Stéphanie Khouri et Anthony Samrani, lors de l'enregistrement d'un épisode de L'Orient-La Nuit à Beyrouth. Photo Mohammad Yassine / L'Orient-Le Jour

L’été arrive, et avec lui une pause.

Depuis le premier épisode — Comment ne pas devenir fou — l’équipe de L’Orient-La Nuit a créé un espace libre et chaleureux, pour nous aider à tenir, ensemble.

Chaque semaine, des invités, et un thème, pour essayer de mettre des mots sur ce qui déborde.

Il a été question de santé mentale, de tomates, de rêves, de ruines, de vaginisme et de paradis perdus.

Nous avons eu des fous rires.

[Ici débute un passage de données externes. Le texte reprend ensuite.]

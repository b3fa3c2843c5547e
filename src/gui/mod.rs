//! GUI agents: screenshots in, parsed actions out through an [`Operator`].

pub mod operator;
pub mod prompt;

use std::sync::Arc;

use async_trait::async_trait;

pub use operator::{ExecuteOutput, ExecuteParams, Operator, OperatorTool, Screenshot};
pub use prompt::action_space_prompt;

use crate::agent::{Agent, AgentBuilder, AgentHooks, HookContext};
use crate::config::KernelConfig;
use crate::engine::{ActionSyntax, EngineKind, SharedScreenContext};
use crate::error::TarkoError;
use crate::event_stream::{EnvironmentInput, EventPayload};
use crate::provider::ModelProvider;
use crate::types::{ContentPart, GenerationSettings};

/// Captures a screenshot before every model turn.
///
/// The frame is recorded as an `environment_input` event. Its size and
/// device scale factor are published to the engine for coordinate
/// normalization.
pub struct GuiHooks {
    operator: Arc<dyn Operator>,
    screen: SharedScreenContext,
}

impl GuiHooks {
    pub fn new(operator: Arc<dyn Operator>, screen: SharedScreenContext) -> Self {
        Self { operator, screen }
    }
}

#[async_trait]
impl AgentHooks for GuiHooks {
    async fn on_each_agent_loop_start(&self, ctx: &HookContext) -> Result<(), TarkoError> {
        let screenshot = self.operator.screenshot().await?;
        self.screen.set(screenshot.screen());
        self.screen.set_scale_factor(screenshot.scale_factor);
        tracing::debug!(
            session_id = %ctx.session_id,
            iteration = ctx.iteration,
            width = screenshot.width,
            height = screenshot.height,
            scale_factor = screenshot.scale_factor,
            "captured screenshot"
        );
        ctx.emit(EventPayload::EnvironmentInput(EnvironmentInput {
            content: vec![ContentPart::Image(screenshot.image())],
            description: Some("Screenshot".to_string()),
        }));
        Ok(())
    }
}

/// Assembles an [`Agent`] driving an [`Operator`] with a GUI engine.
pub struct GuiAgentBuilder {
    operator: Arc<dyn Operator>,
    provider: Option<Arc<dyn ModelProvider>>,
    config: KernelConfig,
    syntax: ActionSyntax,
    instructions: String,
    settings: GenerationSettings,
}

impl GuiAgentBuilder {
    pub fn new(operator: Arc<dyn Operator>) -> Self {
        Self {
            operator,
            provider: None,
            config: KernelConfig::default(),
            syntax: ActionSyntax::Grammar,
            instructions: String::new(),
            settings: GenerationSettings::default(),
        }
    }

    pub fn with_provider(mut self, provider: Arc<dyn ModelProvider>) -> Self {
        self.provider = Some(provider);
        self
    }

    /// Iteration, image and parser settings. The engine kind is derived
    /// from the action syntax.
    pub fn with_config(mut self, config: KernelConfig) -> Self {
        self.syntax = match config.tool_call_engine {
            EngineKind::GuiMarker => ActionSyntax::Marker,
            EngineKind::Gui | EngineKind::Native => ActionSyntax::Grammar,
        };
        self.config = config;
        self
    }

    pub fn with_syntax(mut self, syntax: ActionSyntax) -> Self {
        self.syntax = syntax;
        self
    }

    pub fn with_instructions(mut self, instructions: impl Into<String>) -> Self {
        self.instructions = instructions.into();
        self
    }

    pub fn with_settings(mut self, settings: GenerationSettings) -> Self {
        self.settings = settings;
        self
    }

    pub fn with_max_iterations(mut self, max_iterations: usize) -> Self {
        self.config.max_iterations = max_iterations;
        self
    }

    pub fn build(self) -> Result<Agent, TarkoError> {
        let screen = SharedScreenContext::default();
        let mut config = self.config;
        config.tool_call_engine = match self.syntax {
            ActionSyntax::Grammar => EngineKind::Gui,
            ActionSyntax::Marker => EngineKind::GuiMarker,
        };

        let mut builder = AgentBuilder::new()
            .with_config(config)
            .with_screen_context(screen.clone())
            .with_instructions(self.instructions)
            .with_settings(self.settings)
            .with_tool(Arc::new(OperatorTool::new(self.operator.clone(), screen.clone())))
            .with_hooks(Arc::new(GuiHooks::new(self.operator, screen)));
        if let Some(provider) = self.provider {
            builder = builder.with_provider(provider);
        }
        builder.build()
    }
}
//! Convenience re-exports for common use.

pub use crate::action_parser::{ActionParser, ActionParserConfig, PredictionParsed, ScreenContext};
pub use crate::agent::{Agent, AgentBuilder, AgentHooks, AgentStatus, HookContext, RunOptions};
pub use crate::config::KernelConfig;
pub use crate::engine::{EngineKind, ToolCallEngine};
pub use crate::error::{Result, TarkoError};
pub use crate::event_stream::{AssistantMessage, Event, EventPayload, EventStream, EventType};
pub use crate::gui::{GuiAgentBuilder, Operator};
pub use crate::provider::{ModelProvider, ProviderRequest};
pub use crate::tools::{FunctionTool, Tool, ToolArguments, ToolParameters};
pub use crate::types::{ChatCompletionChunk, ContentPart, FinishReason, ModelMessage, Role};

Nous avons transpiré. Nous avons parlé du provisoire qui dure, de la foi, de ceux qui quittent sans partir, de nos nostalgies qui tournent à l’obsession…

On espère avoir pu vous faire voyager dans des contrées inattendues, plus tendres, moins rudes, au moins l’espace d’un instant.

Aujourd’hui, l’heure est venue de l’entracte. L’Orient-La Nuit fait une pause estivale.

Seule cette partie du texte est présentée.